In a letter to shareholders Friday, Soros said he will close the Quantum Emerging Growth Fund, which has lost almost a third of its value this year alone. It has a current net asset value of $1.5 billion.
It was the emerging growth fund, along with the $969 million Quasar International Fund, that accounted for most of the losses incurred by the Quantum group when the ruble was devalued earlier this year. The Quantum group took on $2 billion in losses from its Russian investments.
The international fund, whose value has fallen 18 percent this year, also faces overhaul. It will be merged with the Quantum Industrial Holdings Funds, which is worth $2 billion.
The group's Quota Fund won't escape turmoil, either.
Along with the international fund, it is managed by London-based fund manager Nick Roditi, who is to step down temporarily due to illness. Soros Fund Management wouldn't disclose the timetable for his return.
In his absence, the fund's chief investment strategist Stanley Druckenmiller will take over.
"Mr. Druckenmiller and his team of emerging market specialists will continue to explore investments in emerging markets as we have always done here at Soros on an opportunistic basis," said Soros Fund spokesman Sean Pattison.
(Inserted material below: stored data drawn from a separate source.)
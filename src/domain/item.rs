// SPDX-License-Identifier: MPL-2.0
//! Carousel item model.
//!
//! Items can be declared either as full `{ src, alt }` records or as plain
//! source strings. Plain strings are normalized to an item whose alternative
//! text is `"Item N"`, where `N` is the one-based position in the sequence.

use serde::{Deserialize, Serialize};

/// A single entry of the navigable sequence.
#[derive(Debug, Clone, PartialEq, Eq, Hash, Serialize, Deserialize)]
pub struct Item {
    /// Media source (path or URL), handed to the rendering primitive as-is.
    pub src: String,
    /// Alternative text describing the item.
    pub alt: String,
}

impl Item {
    /// Creates an item from a source and its alternative text.
    pub fn new(src: impl Into<String>, alt: impl Into<String>) -> Self {
        Self {
            src: src.into(),
            alt: alt.into(),
        }
    }
}

/// Item declaration as it appears in configuration.
#[derive(Debug, Clone, PartialEq, Eq, Serialize, Deserialize)]
#[serde(untagged)]
pub enum ItemSpec {
    /// Bare source string.
    Plain(String),
    /// Full declaration. A missing `alt` is filled in during normalization.
    Full {
        src: String,
        #[serde(default, skip_serializing_if = "Option::is_none")]
        alt: Option<String>,
    },
}

impl From<&str> for ItemSpec {
    fn from(src: &str) -> Self {
        Self::Plain(src.to_string())
    }
}

impl From<String> for ItemSpec {
    fn from(src: String) -> Self {
        Self::Plain(src)
    }
}

impl From<Item> for ItemSpec {
    fn from(item: Item) -> Self {
        Self::Full {
            src: item.src,
            alt: Some(item.alt),
        }
    }
}

/// Returns the generated alternative text for the item at `index`.
#[must_use]
pub fn default_alt(index: usize) -> String {
    format!("Item {}", index + 1)
}

/// Normalizes declarations into concrete items, preserving order.
pub fn normalize<I, S>(specs: I) -> Vec<Item>
where
    I: IntoIterator<Item = S>,
    S: Into<ItemSpec>,
{
    specs
        .into_iter()
        .enumerate()
        .map(|(index, spec)| match spec.into() {
            ItemSpec::Plain(src) => Item {
                src,
                alt: default_alt(index),
            },
            ItemSpec::Full { src, alt } => Item {
                src,
                alt: alt.unwrap_or_else(|| default_alt(index)),
            },
        })
        .collect()
}
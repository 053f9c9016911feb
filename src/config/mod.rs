// SPDX-License-Identifier: MPL-2.0
//! This module handles the carousel configuration, including loading and saving
//! it to a `settings.toml` file.
//!
//! # Configuration Sections
//!
//! The configuration is organized into logical sections:
//! - `items` - Ordered item list (plain paths or `{ src, alt }` tables)
//! - `[navigation]` - Looping and initial position
//! - `[transition]` - Transition effect and duration
//! - `[autoplay]` - Automatic advance settings
//! - `[gesture]` - Drag commit threshold and slide reference width
//! - `[indicator]` - Position indicator variant and placement
//! - `[arrows]` - Previous/next buttons
//!
//! # Path Resolution
//!
//! The config file location can be customized for testing or portable deployments:
//! 1. Use `load_from_path()`/`save_to_path()` with explicit path
//! 2. Set `ICED_CAROUSEL_CONFIG_DIR` environment variable
//! 3. Falls back to platform-specific config directory
//!
//! # Examples
//!
//! ```no_run
//! use iced_carousel::config::{self, CarouselConfig};
//!
//! // Load existing configuration (returns tuple with optional warning)
//! let (mut config, _warning) = config::load();
//!
//! // Modify a setting
//! config.autoplay.enabled = Some(true);
//!
//! // Save the modified configuration
//! config::save(&config).expect("Failed to save config");
//! ```

pub mod defaults;
pub mod paths;

pub use defaults::*;

use crate::domain::item::{normalize, Item, ItemSpec};
use crate::domain::{
    AutoplayInterval, CarouselTransition, DragReferenceWidth, DragThreshold, IndicatorKind,
    IndicatorPosition, TransitionDuration,
};
use crate::engine::{CarouselOptions, IndicatorOptions};
use crate::error::{Error, Result};
use serde::{Deserialize, Serialize};
use std::fs;
use std::path::{Path, PathBuf};

const CONFIG_FILE: &str = "settings.toml";

/// Warning key returned by [`load`] when an existing file could not be read.
pub const LOAD_ERROR_WARNING: &str = "config-load-error";

// =============================================================================
// Section Structs
// =============================================================================

/// Navigation settings.
#[derive(Debug, Clone, Serialize, Deserialize, PartialEq)]
pub struct NavigationConfig {
    /// Wrap around at both ends.
    #[serde(
        rename = "loop",
        default = "default_loop",
        skip_serializing_if = "Option::is_none"
    )]
    pub loop_enabled: Option<bool>,

    /// Index shown on mount; clamped into range.
    #[serde(default, skip_serializing_if = "Option::is_none")]
    pub initial_index: Option<usize>,
}

impl Default for NavigationConfig {
    fn default() -> Self {
        Self {
            loop_enabled: default_loop(),
            initial_index: Some(0),
        }
    }
}

/// Transition settings.
#[derive(Debug, Clone, Serialize, Deserialize, PartialEq)]
pub struct TransitionConfig {
    /// Carousel effect (`slide` or `fade`).
    #[serde(default, skip_serializing_if = "Option::is_none")]
    pub kind: Option<CarouselTransition>,

    /// Transition duration in milliseconds.
    #[serde(
        default = "default_transition_ms",
        skip_serializing_if = "Option::is_none"
    )]
    pub duration_ms: Option<u64>,
}

impl Default for TransitionConfig {
    fn default() -> Self {
        Self {
            kind: Some(CarouselTransition::default()),
            duration_ms: default_transition_ms(),
        }
    }
}

/// Autoplay settings.
#[derive(Debug, Clone, Serialize, Deserialize, PartialEq)]
pub struct AutoplayConfig {
    #[serde(default, skip_serializing_if = "Option::is_none")]
    pub enabled: Option<bool>,

    /// Delay between advances in milliseconds.
    #[serde(
        default = "default_interval_ms",
        skip_serializing_if = "Option::is_none"
    )]
    pub interval_ms: Option<u64>,

    /// Pause while the pointer is over the carousel.
    #[serde(
        default = "default_pause_on_hover",
        skip_serializing_if = "Option::is_none"
    )]
    pub pause_on_hover: Option<bool>,
}

impl Default for AutoplayConfig {
    fn default() -> Self {
        Self {
            enabled: Some(false),
            interval_ms: default_interval_ms(),
            pause_on_hover: default_pause_on_hover(),
        }
    }
}

/// Drag gesture settings.
#[derive(Debug, Clone, Serialize, Deserialize, PartialEq)]
pub struct GestureConfig {
    /// Minimum drag distance that commits a navigation.
    #[serde(
        default = "default_threshold_px",
        skip_serializing_if = "Option::is_none"
    )]
    pub threshold_px: Option<f32>,

    /// Width used to convert drag pixels into track percent.
    #[serde(
        default = "default_reference_width_px",
        skip_serializing_if = "Option::is_none"
    )]
    pub reference_width_px: Option<f32>,
}

impl Default for GestureConfig {
    fn default() -> Self {
        Self {
            threshold_px: default_threshold_px(),
            reference_width_px: default_reference_width_px(),
        }
    }
}

/// Position indicator settings.
#[derive(Debug, Clone, Serialize, Deserialize, PartialEq)]
pub struct IndicatorConfig {
    #[serde(default = "default_enabled", skip_serializing_if = "Option::is_none")]
    pub enabled: Option<bool>,

    #[serde(default, skip_serializing_if = "Option::is_none")]
    pub kind: Option<IndicatorKind>,

    #[serde(default, skip_serializing_if = "Option::is_none")]
    pub position: Option<IndicatorPosition>,
}

impl Default for IndicatorConfig {
    fn default() -> Self {
        Self {
            enabled: default_enabled(),
            kind: Some(IndicatorKind::default()),
            position: Some(IndicatorPosition::default()),
        }
    }
}

/// Previous/next arrow settings.
#[derive(Debug, Clone, Serialize, Deserialize, PartialEq)]
pub struct ArrowsConfig {
    #[serde(default = "default_enabled", skip_serializing_if = "Option::is_none")]
    pub enabled: Option<bool>,
}

impl Default for ArrowsConfig {
    fn default() -> Self {
        Self {
            enabled: default_enabled(),
        }
    }
}

// =============================================================================
// Main Config Struct (Sectioned)
// =============================================================================

/// Carousel configuration with logical sections.
#[derive(Debug, Clone, Serialize, Deserialize, PartialEq, Default)]
pub struct CarouselConfig {
    /// Items to display, in order.
    #[serde(default, skip_serializing_if = "Vec::is_empty")]
    pub items: Vec<ItemSpec>,

    #[serde(default)]
    pub navigation: NavigationConfig,

    #[serde(default)]
    pub transition: TransitionConfig,

    #[serde(default)]
    pub autoplay: AutoplayConfig,

    #[serde(default)]
    pub gesture: GestureConfig,

    #[serde(default)]
    pub indicator: IndicatorConfig,

    #[serde(default)]
    pub arrows: ArrowsConfig,
}

impl CarouselConfig {
    /// Normalized items, in declaration order.
    #[must_use]
    pub fn items(&self) -> Vec<Item> {
        normalize(self.items.iter().cloned())
    }
}

impl From<&CarouselConfig> for CarouselOptions {
    fn from(config: &CarouselConfig) -> Self {
        let indicator = config
            .indicator
            .enabled
            .unwrap_or(true)
            .then(|| IndicatorOptions {
                kind: config.indicator.kind.unwrap_or_default(),
                position: config.indicator.position.unwrap_or_default(),
            });

        Self {
            transition: config.transition.kind.unwrap_or_default(),
            transition_duration: TransitionDuration::new(
                config
                    .transition
                    .duration_ms
                    .unwrap_or(DEFAULT_CAROUSEL_TRANSITION_MS),
            ),
            autoplay: config.autoplay.enabled.unwrap_or(false),
            autoplay_interval: AutoplayInterval::new(
                config
                    .autoplay
                    .interval_ms
                    .unwrap_or(DEFAULT_AUTOPLAY_INTERVAL_MS),
            ),
            looping: config.navigation.loop_enabled.unwrap_or(true),
            pause_on_hover: config.autoplay.pause_on_hover.unwrap_or(true),
            drag_threshold: DragThreshold::new(
                config
                    .gesture
                    .threshold_px
                    .unwrap_or(DEFAULT_DRAG_THRESHOLD_PX),
            ),
            drag_reference_width: DragReferenceWidth::new(
                config
                    .gesture
                    .reference_width_px
                    .unwrap_or(DEFAULT_DRAG_REFERENCE_WIDTH_PX),
            ),
            indicator,
            arrows: config.arrows.enabled.unwrap_or(true),
            initial_index: config.navigation.initial_index.unwrap_or(0),
        }
    }
}

// =============================================================================
// Default Value Functions
// =============================================================================

fn default_loop() -> Option<bool> {
    Some(true)
}

fn default_enabled() -> Option<bool> {
    Some(true)
}

fn default_pause_on_hover() -> Option<bool> {
    Some(true)
}

fn default_transition_ms() -> Option<u64> {
    Some(DEFAULT_CAROUSEL_TRANSITION_MS)
}

fn default_interval_ms() -> Option<u64> {
    Some(DEFAULT_AUTOPLAY_INTERVAL_MS)
}

fn default_threshold_px() -> Option<f32> {
    Some(DEFAULT_DRAG_THRESHOLD_PX)
}

fn default_reference_width_px() -> Option<f32> {
    Some(DEFAULT_DRAG_REFERENCE_WIDTH_PX)
}

// =============================================================================
// Config Path Resolution
// =============================================================================

/// Returns the config file path with an optional override.
fn get_config_path_with_override(base_dir: Option<PathBuf>) -> Option<PathBuf> {
    paths::get_app_config_dir_with_override(base_dir).map(|mut path| {
        path.push(CONFIG_FILE);
        path
    })
}

// =============================================================================
// Load Functions
// =============================================================================

/// Loads the configuration from the default path.
///
/// Returns a tuple of (config, optional_warning). If loading fails, returns
/// default config with a warning key explaining what went wrong.
pub fn load() -> (CarouselConfig, Option<String>) {
    load_with_override(None)
}

/// Loads the configuration from a custom directory.
pub fn load_with_override(base_dir: Option<PathBuf>) -> (CarouselConfig, Option<String>) {
    if let Some(path) = get_config_path_with_override(base_dir) {
        if path.exists() {
            match load_from_path(&path) {
                Ok(config) => return (config, None),
                Err(err) => {
                    tracing::warn!(path = %path.display(), error = %err, "failed to load config");
                    return (
                        CarouselConfig::default(),
                        Some(LOAD_ERROR_WARNING.to_string()),
                    );
                }
            }
        }
    }
    (CarouselConfig::default(), None)
}

/// Loads configuration from a specific path.
pub fn load_from_path(path: &Path) -> Result<CarouselConfig> {
    let content = fs::read_to_string(path)?;
    let config: CarouselConfig = toml::from_str(&content)?;
    Ok(config)
}

// =============================================================================
// Save Functions
// =============================================================================

/// Saves the configuration to the default path.
pub fn save(config: &CarouselConfig) -> Result<()> {
    save_with_override(config, None)
}

/// Saves the configuration to a custom directory.
pub fn save_with_override(config: &CarouselConfig, base_dir: Option<PathBuf>) -> Result<()> {
    if let Some(path) = get_config_path_with_override(base_dir) {
        return save_to_path(config, &path);
    }
    Ok(())
}

/// Saves configuration to a specific path.
pub fn save_to_path(config: &CarouselConfig, path: &Path) -> Result<()> {
    if let Some(parent) = path.parent() {
        fs::create_dir_all(parent)?;
    }
    let content = toml::to_string_pretty(config).map_err(Error::from)?;
    fs::write(path, content)?;
    Ok(())
}

// =============================================================================
// Tests
// =============================================================================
Shareholders will have the option to receive cash or a special class of shares in Quantum Fund, Soros's flagship fund, the letter said.
In the past four months, the Quota fund, which has a current net assets under management of $1.7 billion, has gone from gains of 32 percent to a loss of 13 percent. Since its inception in 1992, the fund has recorded an average return of 48 percent.
As recently as 1995 it returned an incredible 159.4 percent.
Investors in the emerging markets fund will be offered cash or shares in the $8.7 billion Quantum Fund.
The minimum investment in Quantum funds normally runs into hundreds of thousands of dollars.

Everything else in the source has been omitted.